Task details — Say how many lines in the records contain "ResultDoc". The reply must consist of the number alone.

START Source data

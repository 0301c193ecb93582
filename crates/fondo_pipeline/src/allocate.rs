//! ALLOCATE stage: distribute the budget by shifted index.
//!
//! With `bands`, the prior-year column drives the corridor and the remainder is
//! redistributed per the formula's mode. Without, allocation is proportional
//! only and the band columns are absent.

use serde::Serialize;
use tracing::{debug, warn};

use fondo_algo::allocation::{allocate_with_mode, proportional, AllocationRow, Bands};
use fondo_core::{FormulaSpec, IndicatorId, IndicatorTable, RedistributionMode};

use crate::PipelineError;

/// One entity's allocation columns. Band columns are `None` for unbanded formulas.
#[derive(Debug, Clone, PartialEq, Serialize)]
pub struct AllocationOut {
    pub share: f64,
    pub allocation: f64,
    #[serde(skip_serializing_if = "Option::is_none")]
    pub prior: Option<f64>,
    #[serde(skip_serializing_if = "Option::is_none")]
    pub variation: Option<f64>,
    #[serde(skip_serializing_if = "Option::is_none")]
    pub band_min: Option<f64>,
    #[serde(skip_serializing_if = "Option::is_none")]
    pub band_max: Option<f64>,
    #[serde(skip_serializing_if = "Option::is_none")]
    pub surplus: Option<f64>,
    #[serde(skip_serializing_if = "Option::is_none")]
    pub deficit: Option<f64>,
    #[serde(skip_serializing_if = "Option::is_none")]
    pub clamped: Option<f64>,
    #[serde(skip_serializing_if = "Option::is_none")]
    pub eligible: Option<bool>,
    #[serde(skip_serializing_if = "Option::is_none")]
    pub remainder_share: Option<f64>,
    pub final_allocation: f64,
    #[serde(skip_serializing_if = "Option::is_none")]
    pub final_variation: Option<f64>,
}

impl From<&AllocationRow> for AllocationOut {
    fn from(r: &AllocationRow) -> Self {
        AllocationOut {
            share: r.share,
            allocation: r.allocation,
            prior: Some(r.prior),
            variation: Some(r.variation),
            band_min: Some(r.band_min),
            band_max: Some(r.band_max),
            surplus: Some(r.surplus),
            deficit: Some(r.deficit),
            clamped: Some(r.clamped),
            eligible: Some(r.eligible),
            remainder_share: Some(r.remainder_share),
            final_allocation: r.final_allocation,
            final_variation: Some(r.final_variation),
        }
    }
}

/// Corridor totals; present only for banded formulas.
#[derive(Debug, Clone, PartialEq, Serialize)]
pub struct BandSummary {
    pub prior_column: IndicatorId,
    pub lower_pct: f64,
    pub upper_pct: f64,
    pub surplus_total: f64,
    pub deficit_total: f64,
    pub remainder: f64,
    pub eligible_count: usize,
    pub undistributed: f64,
    pub redistribution: RedistributionMode,
    pub passes: u32,
}

#[derive(Debug, Clone, PartialEq)]
pub struct Allocated {
    pub rows: Vec<AllocationOut>,
    pub final_total: f64,
    pub band: Option<BandSummary>,
}

pub fn allocate_budget(
    shifted: &[f64],
    table: &IndicatorTable,
    formula: &FormulaSpec,
) -> Result<Allocated, PipelineError> {
    let Some(spec) = &formula.bands else {
        let p = proportional(shifted, formula.budget)?;
        let rows: Vec<AllocationOut> = p
            .shares
            .iter()
            .zip(&p.allocations)
            .map(|(&share, &allocation)| AllocationOut {
                share,
                allocation,
                prior: None,
                variation: None,
                band_min: None,
                band_max: None,
                surplus: None,
                deficit: None,
                clamped: None,
                eligible: None,
                remainder_share: None,
                final_allocation: allocation,
                final_variation: None,
            })
            .collect();
        let final_total = rows.iter().map(|r| r.final_allocation).sum();
        debug!(final_total, "proportional allocation (no corridor)");
        return Ok(Allocated { rows, final_total, band: None });
    };

    let prior = table.column(spec.prior_column.as_str()).ok_or_else(|| {
        PipelineError::Validate(format!("prior column '{}' is incomplete", spec.prior_column))
    })?;
    let bands = Bands::new(spec.lower_pct, spec.upper_pct)?;
    let a = allocate_with_mode(shifted, formula.budget, &prior, bands, formula.redistribution)?;

    if a.undistributed != 0.0 {
        warn!(
            undistributed = a.undistributed,
            eligible = a.eligible_count,
            "remainder could not be fully redistributed inside the corridor"
        );
    }
    debug!(
        remainder = a.remainder,
        eligible = a.eligible_count,
        passes = a.passes,
        mode = a.mode.as_str(),
        "banded allocation"
    );

    Ok(Allocated {
        rows: a.rows.iter().map(AllocationOut::from).collect(),
        final_total: a.final_total,
        band: Some(BandSummary {
            prior_column: spec.prior_column.clone(),
            lower_pct: spec.lower_pct,
            upper_pct: spec.upper_pct,
            surplus_total: a.surplus_total,
            deficit_total: a.deficit_total,
            remainder: a.remainder,
            eligible_count: a.eligible_count,
            undistributed: a.undistributed,
            redistribution: a.mode,
            passes: a.passes,
        }),
    })
}
//! Loader: read the local JSON inputs (dataset, formula or preset), check the
//! table invariants and record canonical input digests for the run record.
//! No network I/O.

use std::fs;
use std::path::{Path, PathBuf};

use serde::Serialize;
use serde_json::Value;

use fondo_core::{presets, FormulaSpec, IndicatorTable};

use crate::hasher::{sha256_canonical, sha256_canonical_value};
use crate::manifest::{self, FormulaSource, ManifestError, ResolvedManifest};
use crate::IoError;

/// sha256 (canonical JSON) of the inputs that produced a run.
#[derive(Debug, Clone, PartialEq, Eq, Serialize)]
pub struct InputDigests {
    pub dataset_sha256: String,
    pub formula_sha256: String,
}

/// Everything the pipeline needs from disk.
#[derive(Debug, Clone)]
pub struct LoadedInputs {
    pub table: IndicatorTable,
    pub formula: FormulaSpec,
    pub formula_source: FormulaSource,
    pub dataset_path: PathBuf,
    pub digests: InputDigests,
}

pub fn read_json_value(path: &Path) -> Result<Value, IoError> {
    let bytes = fs::read(path).map_err(|e| IoError::Path(format!("{} ({e})", path.display())))?;
    serde_json::from_slice(&bytes).map_err(|e| IoError::Json {
        pointer: path.display().to_string(),
        msg: e.to_string(),
    })
}

fn from_value<T: serde::de::DeserializeOwned>(path: &Path, v: Value) -> Result<T, IoError> {
    serde_json::from_value(v).map_err(|e| IoError::Json {
        pointer: path.display().to_string(),
        msg: e.to_string(),
    })
}

/// Parse a dataset file and check it (non-empty, unique entities).
/// Returns the table and its canonical digest.
pub fn load_dataset(path: &Path) -> Result<(IndicatorTable, String), IoError> {
    let v = read_json_value(path)?;
    let digest = sha256_canonical_value(&v);
    let table: IndicatorTable = from_value(path, v)?;
    table
        .check()
        .map_err(|e| IoError::Invalid(format!("{}: {e}", path.display())))?;
    Ok((table, digest))
}

/// Parse a formula file. Domain checks run later, after CLI overrides.
pub fn load_formula(path: &Path) -> Result<(FormulaSpec, String), IoError> {
    let v = read_json_value(path)?;
    let digest = sha256_canonical_value(&v);
    Ok((from_value(path, v)?, digest))
}

pub fn load_preset(name: &str) -> Result<(FormulaSpec, String), IoError> {
    let f = presets::by_name(name).ok_or_else(|| ManifestError::UnknownPreset(name.to_string()))?;
    let digest = sha256_canonical(&f)?;
    Ok((f, digest))
}

pub fn load_inputs(dataset_path: &Path, source: &FormulaSource) -> Result<LoadedInputs, IoError> {
    let (table, dataset_sha256) = load_dataset(dataset_path)?;
    let (formula, formula_sha256) = match source {
        FormulaSource::File(p) => load_formula(p)?,
        FormulaSource::Preset(name) => load_preset(name)?,
    };
    Ok(LoadedInputs {
        table,
        formula,
        formula_source: source.clone(),
        dataset_path: dataset_path.to_path_buf(),
        digests: InputDigests { dataset_sha256, formula_sha256 },
    })
}

/// Manifest → (verified) inputs. Expectations on the formula id are left to
/// the caller, since overrides change the fingerprint.
pub fn load_all_from_manifest(path: &Path) -> Result<(LoadedInputs, ResolvedManifest), IoError> {
    let resolved = manifest::load_and_resolve(path)?;
    let loaded = load_inputs(&resolved.dataset_path, &resolved.formula)?;
    Ok((loaded, resolved))
}

#[cfg(test)]
mod tests {
    use super::*;
    use assert_json_diff::assert_json_include;
    use serde_json::json;

    fn write(dir: &Path, name: &str, v: &Value) -> PathBuf {
        let p = dir.join(name);
        fs::write(&p, serde_json::to_vec_pretty(v).unwrap()).unwrap();
        p
    }

    fn dataset() -> Value {
        json!({"entities": [
            {"entity": "Colima", "values": {"Pob": 731391.0, "Asignacion_2025": 180.5}},
            {"entity": "Yucatán", "values": {"Pob": 2320898.0, "Asignacion_2025": 300.0}}
        ]})
    }

    #[test]
    fn loads_dataset_in_file_order() {
        let dir = tempfile::tempdir().unwrap();
        let p = write(dir.path(), "d.json", &dataset());
        let (t, digest) = load_dataset(&p).unwrap();
        assert_eq!(t.entity_ids().iter().map(|e| e.as_str()).collect::<Vec<_>>(), ["Colima", "Yucatán"]);
        assert_eq!(digest, sha256_canonical_value(&dataset()));
    }

    #[test]
    fn duplicate_entity_is_invalid() {
        let dir = tempfile::tempdir().unwrap();
        let p = write(dir.path(), "d.json", &json!({"entities": [
            {"entity": "A", "values": {}}, {"entity": "A", "values": {}}
        ]}));
        assert!(matches!(load_dataset(&p), Err(IoError::Invalid(_))));
    }

    #[test]
    fn malformed_json_names_the_file() {
        let dir = tempfile::tempdir().unwrap();
        let p = dir.path().join("broken.json");
        fs::write(&p, b"{ not json").unwrap();
        match load_dataset(&p) {
            Err(IoError::Json { pointer, .. }) => assert!(pointer.ends_with("broken.json")),
            other => panic!("unexpected: {other:?}"),
        }
    }

    #[test]
    fn preset_serializes_with_defaults() {
        let (f, _) = load_preset("fofisp").unwrap();
        assert_json_include!(
            actual: serde_json::to_value(&f).unwrap(),
            expected: json!({"epsilon": 0.05, "redistribution": "single_pass", "strict_indicators": true})
        );
        assert!(load_preset("nope").is_err());
    }

    #[test]
    fn manifest_end_to_end() {
        let dir = tempfile::tempdir().unwrap();
        write(dir.path(), "d.json", &dataset());
        let formula = json!({
            "name": "mini",
            "indicators": [{"id": "Pob", "direction": "positive", "weight": 1.0}],
            "epsilon": 0.05, "budget": 480.5,
            "bands": {"prior_column": "Asignacion_2025", "lower_pct": 0.1, "upper_pct": 0.1}
        });
        write(dir.path(), "f.json", &formula);
        let m = write(dir.path(), "manifest.json", &json!({
            "dataset_path": "d.json",
            "formula_path": "f.json",
            "inputs_sha256": {"formula": sha256_canonical_value(&formula)}
        }));

        let (loaded, resolved) = load_all_from_manifest(&m).unwrap();
        assert_eq!(loaded.table.len(), 2);
        assert_eq!(loaded.formula.name, "mini");
        assert_eq!(loaded.digests.formula_sha256, sha256_canonical_value(&formula));
        assert!(matches!(resolved.formula, FormulaSource::File(_)));
    }
}
//! BUILD_RUN_RECORD: what produced a result, with which inputs and overrides.
//!
//! `RUN:<timestamp>:<hash>`, where the hash covers the canonical record body
//! (everything but the id). The timestamp is caller-supplied, never read from
//! the clock here.

use std::path::Path;

use serde::Serialize;

use fondo_core::ids::{FormulaId, ResultId, RunId};
use fondo_io::hasher::{normalize_rfc3339_utc_seconds, run_id_from_canonical, sha256_canonical};
use fondo_io::loader::LoadedInputs;
use fondo_io::manifest::FormulaSource;

use crate::build_result::ResultDoc;
use crate::load::Overrides;
use crate::{EngineMeta, PipelineError};

#[derive(Debug, Clone, PartialEq, Eq, Serialize)]
pub struct RunInputs {
    pub dataset: String,
    pub dataset_sha256: String,
    /// `preset:<name>` or `file:<file name>`.
    pub formula_source: String,
    pub formula_sha256: String,
}

#[derive(Debug, Clone, PartialEq, Eq, Serialize)]
pub struct RunOutputs {
    pub result_id: ResultId,
    pub result_sha256: String,
}

#[derive(Debug, Clone, PartialEq, Serialize)]
pub struct RunRecordBody {
    pub timestamp_utc: String,
    pub engine: EngineMeta,
    pub formula_id: FormulaId,
    pub inputs: RunInputs,
    pub overrides: Overrides,
    pub outputs: RunOutputs,
}

/// `run_record.json`.
#[derive(Debug, Clone, PartialEq, Serialize)]
pub struct RunRecordDoc {
    pub id: RunId,
    #[serde(flatten)]
    pub body: RunRecordBody,
}

impl std::ops::Deref for RunRecordDoc {
    type Target = RunRecordBody;
    fn deref(&self) -> &RunRecordBody {
        &self.body
    }
}

/// Only the file name is recorded so the id doesn't depend on the checkout path.
fn file_label(p: &Path) -> String {
    p.file_name()
        .map(|n| n.to_string_lossy().into_owned())
        .unwrap_or_else(|| p.display().to_string())
}

pub fn formula_source_label(src: &FormulaSource) -> String {
    match src {
        FormulaSource::Preset(name) => format!("preset:{name}"),
        FormulaSource::File(p) => format!("file:{}", file_label(p)),
    }
}

pub fn build_run_record(
    timestamp_utc: &str,
    engine: &EngineMeta,
    formula_id: &FormulaId,
    loaded: &LoadedInputs,
    overrides: &Overrides,
    result: &ResultDoc,
) -> Result<RunRecordDoc, PipelineError> {
    let ts = normalize_rfc3339_utc_seconds(timestamp_utc)
        .map_err(|e| PipelineError::Validate(e.to_string()))?;

    let body = RunRecordBody {
        timestamp_utc: ts.clone(),
        engine: engine.clone(),
        formula_id: formula_id.clone(),
        inputs: RunInputs {
            dataset: file_label(&loaded.dataset_path),
            dataset_sha256: loaded.digests.dataset_sha256.clone(),
            formula_source: formula_source_label(&loaded.formula_source),
            formula_sha256: loaded.digests.formula_sha256.clone(),
        },
        overrides: overrides.clone(),
        outputs: RunOutputs {
            result_id: result.id.clone(),
            result_sha256: sha256_canonical(result)?,
        },
    };

    let id = run_id_from_canonical(&ts, &body)?;
    Ok(RunRecordDoc { id, body })
}

#[cfg(test)]
mod tests {
    use super::*;
    use std::path::PathBuf;

    #[test]
    fn labels() {
        assert_eq!(formula_source_label(&FormulaSource::Preset("fasp".into())), "preset:fasp");
        let p = PathBuf::from("/tmp/some/dir/formula.json");
        assert_eq!(formula_source_label(&FormulaSource::File(p)), "file:formula.json");
    }
}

END Source data

Response to this exercise — 2